Haiti Yesterday and Today:
Laura Flynn is the co-author of a new pamphlet on Haiti called “We Will Not Forget.” The report details the accomplishments and gains made by the Haitian people during the tenure of the Lavalas Party and Jean-Bertrand Aristide, who was overthrown last year in a coup backed by the United States, France and Canada. Flynn recently spoke to Derrick O'Keefe of Seven Oaks about the occupation of Haiti, Aristide's legacy and the prospects for his return.
Derrick O'Keefe: The new pamphlet that you have co-authored is titled “We Will Not Forget.” What were some of the main gains made before the 2004 coup that you’ve outlined?
Laura Flynn: I guess the most important gains were probably in the areas of health care and education. There were more schools built between 1994 and 2004 than there were in the first two hundred years of Haiti’s independence. In addition, there were major AIDS prevention and treatment programs that had been internationally lauded and were receiving support from the UN AIDS program.
There were also major gains at the level of democratic freedoms, freedom of assembly, freedom of speech, and the fact that Haiti had successful democratic elections for a period of ten years which included two peaceful transfers of power from one democratically elected president to another. There’s a whole lot more outlined in the pamphlet, but I would say that those are some of the major high points.
O'Keefe: What was the character of the rebellion against Aristide in early 2004 that led up to the coup? Who was behind it?
Flynn: I would say that it was sort of a coalition effort. The major players were the United States and France, on the international level. Within Haiti, the coup was very much financed and supported by the relatively small business elite who had never supported Aristide and were particularly upset during the last year before the coup at his attempts to raise the minimum wage.

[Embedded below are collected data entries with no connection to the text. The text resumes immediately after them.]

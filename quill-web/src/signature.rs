//! Handler signature descriptors
//!
//! Each handler declares its parameters once, at registration. The binder
//! reads the derived sets (named, required, catch-all, request) for every
//! request instead of inspecting the handler again.

use std::fmt;

use thiserror::Error;

/// How a handler parameter is filled
#[derive(Debug, Clone, Copy, PartialEq, Eq)]
pub enum ParamKind {
    /// Required positional; only filled from path variables or by name
    Positional,
    /// Named, has a default
    Optional,
    /// Named, no default
    Required,
    /// Receives every remaining keyword
    CatchAll,
    /// The request object itself
    Request,
}

#[derive(Debug, Clone, PartialEq, Eq)]
pub struct ParamSpec {
    pub name: String,
    pub kind: ParamKind,
}

/// Errors raised while registering handlers and routes
#[derive(Error, Debug, Clone, PartialEq, Eq)]
pub enum RegistrationError {
    #[error("request parameter must be last: '{param}' is followed by positional '{next}'")]
    RequestParamNotLast { param: String, next: String },

    #[error("duplicate parameter: {0}")]
    DuplicateParam(String),

    #[error("more than one {0} parameter")]
    DuplicateKind(&'static str),

    #[error("unsupported route method: {0}")]
    UnsupportedMethod(String),

    #[error("route registered twice: {method} {path}")]
    DuplicateRoute { method: String, path: String },
}

/// Ordered parameter list plus the sets derived from it
#[derive(Debug, Clone, PartialEq, Eq, Default)]
pub struct HandlerSignature {
    params: Vec<ParamSpec>,
    named: Vec<String>,
    required: Vec<String>,
    catch_all: bool,
    request: Option<String>,
}

impl HandlerSignature {
    /// Validate `params` and derive the lookup sets.
    pub fn new(params: Vec<ParamSpec>) -> Result<Self, RegistrationError> {
        let mut signature = Self::default();

        for (i, param) in params.iter().enumerate() {
            if params[..i].iter().any(|p| p.name == param.name) {
                return Err(RegistrationError::DuplicateParam(param.name.clone()));
            }

            match param.kind {
                ParamKind::Positional => {
                    if let Some(request) = &signature.request {
                        return Err(RegistrationError::RequestParamNotLast {
                            param: request.clone(),
                            next: param.name.clone(),
                        });
                    }
                }
                ParamKind::Optional => signature.named.push(param.name.clone()),
                ParamKind::Required => {
                    signature.named.push(param.name.clone());
                    signature.required.push(param.name.clone());
                }
                ParamKind::CatchAll => {
                    if signature.catch_all {
                        return Err(RegistrationError::DuplicateKind("catch-all"));
                    }
                    signature.catch_all = true;
                }
                ParamKind::Request => {
                    if signature.request.is_some() {
                        return Err(RegistrationError::DuplicateKind("request"));
                    }
                    signature.request = Some(param.name.clone());
                }
            }
        }

        signature.params = params;
        Ok(signature)
    }

    pub fn builder() -> SignatureBuilder {
        SignatureBuilder::default()
    }

    pub fn params(&self) -> &[ParamSpec] {
        &self.params
    }

    /// Optional and required named parameters, in declaration order
    pub fn named(&self) -> &[String] {
        &self.named
    }

    /// Named parameters without a default, in declaration order
    pub fn required(&self) -> &[String] {
        &self.required
    }

    pub fn has_named(&self) -> bool {
        !self.named.is_empty()
    }

    pub fn has_catch_all(&self) -> bool {
        self.catch_all
    }

    pub fn request_param(&self) -> Option<&str> {
        self.request.as_deref()
    }

    /// Whether the binder has to look at the body or query string at all.
    pub fn wants_keywords(&self) -> bool {
        self.has_named() || self.catch_all
    }
}

impl fmt::Display for HandlerSignature {
    fn fmt(&self, f: &mut fmt::Formatter<'_>) -> fmt::Result {
        let names: Vec<&str> = self.params.iter().map(|p| p.name.as_str()).collect();
        f.write_str(&names.join(", "))
    }
}

/// Fluent construction of a `HandlerSignature`
#[derive(Debug, Default)]
pub struct SignatureBuilder {
    params: Vec<ParamSpec>,
}

impl SignatureBuilder {
    fn push(mut self, name: &str, kind: ParamKind) -> Self {
        self.params.push(ParamSpec {
            name: name.to_owned(),
            kind,
        });
        self
    }

    pub fn positional(self, name: &str) -> Self {
        self.push(name, ParamKind::Positional)
    }

    pub fn optional(self, name: &str) -> Self {
        self.push(name, ParamKind::Optional)
    }

    pub fn required(self, name: &str) -> Self {
        self.push(name, ParamKind::Required)
    }

    pub fn catch_all(self, name: &str) -> Self {
        self.push(name, ParamKind::CatchAll)
    }

    pub fn request(self, name: &str) -> Self {
        self.push(name, ParamKind::Request)
    }

    pub fn build(self) -> Result<HandlerSignature, RegistrationError> {
        HandlerSignature::new(self.params)
    }
}
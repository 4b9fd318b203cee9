pub mod snow_editor;
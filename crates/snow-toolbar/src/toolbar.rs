use std::rc::Rc;

use gpui::InteractiveElement as _;
use gpui::prelude::FluentBuilder as _;
use gpui::{
    AnyElement, App, Entity, IntoElement, KeyDownEvent, ParentElement, RenderOnce, Styled, Window,
    div, px,
};
use gpui_component::ActiveTheme as _;
use gpui_component::input::{Input, InputState};
use gpui_snow_core::{
    ButtonControl, ColorFormat, Picker, SNOW_CLASS, SelectControl, ToolbarContainer,
};

use crate::button::{SnowToolbarButton, SnowToolbarSeparator};
use crate::picker::SnowPicker;

type PressHandler = Rc<dyn Fn(usize, &mut Window, &mut App)>;
type PickerHandler = Rc<dyn Fn(usize, usize, &mut Window, &mut App)>;

enum Control {
    Button(usize, ButtonControl),
    Picker(usize, Picker, SelectControl),
}

/// Snapshot rendering of a [`ToolbarContainer`], one row with a separator between groups.
#[derive(IntoElement)]
pub struct SnowToolbar {
    groups: Vec<Vec<Control>>,
    snow: bool,
    on_press: Option<PressHandler>,
    on_pick: Option<PickerHandler>,
}

impl SnowToolbar {
    pub fn new(container: &ToolbarContainer) -> Self {
        let mut groups: Vec<Vec<Control>> = Vec::new();
        let mut push = |group: usize, control: Control| {
            if groups.len() <= group {
                groups.resize_with(group + 1, Vec::new);
            }
            groups[group].push(control);
        };

        for (ix, picker) in container.pickers().iter().enumerate() {
            if let Some(select) = container.select(picker.select_index()) {
                push(
                    select.group(),
                    Control::Picker(ix, picker.clone(), select.clone()),
                );
            }
        }
        for (ix, button) in container.buttons().iter().enumerate() {
            push(button.group(), Control::Button(ix, button.clone()));
        }
        groups.retain(|group| !group.is_empty());

        Self {
            groups,
            snow: container.has_class(SNOW_CLASS),
            on_press: None,
            on_pick: None,
        }
    }

    /// Called with the index of the pressed button.
    pub fn on_press(mut self, handler: impl Fn(usize, &mut Window, &mut App) + 'static) -> Self {
        self.on_press = Some(Rc::new(handler));
        self
    }

    /// Called with the picker index and the chosen entry.
    pub fn on_pick(
        mut self,
        handler: impl Fn(usize, usize, &mut Window, &mut App) + 'static,
    ) -> Self {
        self.on_pick = Some(Rc::new(handler));
        self
    }

    fn render_button(&self, ix: usize, button: &ButtonControl) -> AnyElement {
        let on_press = self.on_press.clone();
        SnowToolbarButton::for_control(("snow-button", ix), button)
            .when_some(on_press, |this, on_press| {
                this.on_click(move |_, window, cx| on_press(ix, window, cx))
            })
            .into_any_element()
    }

    fn render_picker(&self, ix: usize, picker: &Picker, select: &SelectControl) -> AnyElement {
        let on_pick = self.on_pick.clone();
        SnowPicker::new(("snow-picker", ix), picker, select)
            .when_some(on_pick, |this, on_pick| {
                this.on_pick(move |entry, window, cx| on_pick(ix, entry, window, cx))
            })
            .into_any_element()
    }
}

impl RenderOnce for SnowToolbar {
    fn render(mut self, _window: &mut Window, cx: &mut App) -> impl IntoElement {
        let theme = cx.theme();
        let groups = std::mem::take(&mut self.groups);
        let count = groups.len();

        let mut children: Vec<AnyElement> = Vec::new();
        for (group_ix, group) in groups.into_iter().enumerate() {
            for control in group {
                children.push(match control {
                    Control::Button(ix, button) => self.render_button(ix, &button),
                    Control::Picker(ix, picker, select) => {
                        self.render_picker(ix, &picker, &select)
                    }
                });
            }
            if group_ix + 1 < count {
                children.push(SnowToolbarSeparator.into_any_element());
            }
        }

        div()
            .id("snow-toolbar")
            .flex()
            .flex_wrap()
            .items_center()
            .gap(px(2.))
            .px(px(8.))
            .py(px(4.))
            .border_b_1()
            .border_color(theme.border)
            .when(self.snow, |this| this.bg(theme.background))
            .children(children)
    }
}

/// Stand-in for the host color chooser behind a picker's custom entry.
#[derive(IntoElement)]
pub struct CustomColorField {
    format: ColorFormat,
    input: Entity<InputState>,
    on_submit: Option<Rc<dyn Fn(ColorFormat, String, &mut Window, &mut App)>>,
    on_dismiss: Option<Rc<dyn Fn(&mut Window, &mut App)>>,
}

impl CustomColorField {
    pub fn new(format: ColorFormat, input: &Entity<InputState>) -> Self {
        Self {
            format,
            input: input.clone(),
            on_submit: None,
            on_dismiss: None,
        }
    }

    pub fn on_submit(
        mut self,
        handler: impl Fn(ColorFormat, String, &mut Window, &mut App) + 'static,
    ) -> Self {
        self.on_submit = Some(Rc::new(handler));
        self
    }

    pub fn on_dismiss(mut self, handler: impl Fn(&mut Window, &mut App) + 'static) -> Self {
        self.on_dismiss = Some(Rc::new(handler));
        self
    }
}

impl RenderOnce for CustomColorField {
    fn render(self, _window: &mut Window, cx: &mut App) -> impl IntoElement {
        let theme = cx.theme();
        let format = self.format;
        let input = self.input.clone();
        let on_submit = self.on_submit;
        let on_dismiss = self.on_dismiss;

        div()
            .flex()
            .items_center()
            .gap(px(8.))
            .px(px(8.))
            .py(px(4.))
            .border_b_1()
            .border_color(theme.border)
            .text_size(px(12.))
            .child(
                div()
                    .text_color(theme.muted_foreground)
                    .child(format!("Custom {}:", format.as_str())),
            )
            .child(
                div()
                    .w(px(140.))
                    .on_key_down(move |event: &KeyDownEvent, window, cx| {
                        match event.keystroke.key.as_str() {
                            "enter" => {
                                let value = input.read(cx).value().trim().to_string();
                                if let Some(on_submit) = &on_submit {
                                    on_submit(format, value, window, cx);
                                }
                            }
                            "escape" => {
                                if let Some(on_dismiss) = &on_dismiss {
                                    on_dismiss(window, cx);
                                }
                            }
                            _ => return,
                        }
                        window.prevent_default();
                        cx.stop_propagation();
                    })
                    .child(Input::new(&self.input)),
            )
    }
}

Both of those groups then used the former military. In 1995, Aristide actually dismantled Haiti’s military, which for two hundred years had basically been a repressive force within the country. And, although the military was dismantled – and this was a military that was responsible for the death of over 3000 Haitians during the first coup from 1991 to 1994 -- you still had a lot of people around. They didn’t have jobs and they were angry about what had happened. So that force was then utilized by the elites and their international sponsors to create this coup.
O'Keefe: People wonder about the motivations of the United States and others for removing Aristide when they did. Had he started to ‘disobey’ some of the restrictions put on him when he was returned to power in 1994?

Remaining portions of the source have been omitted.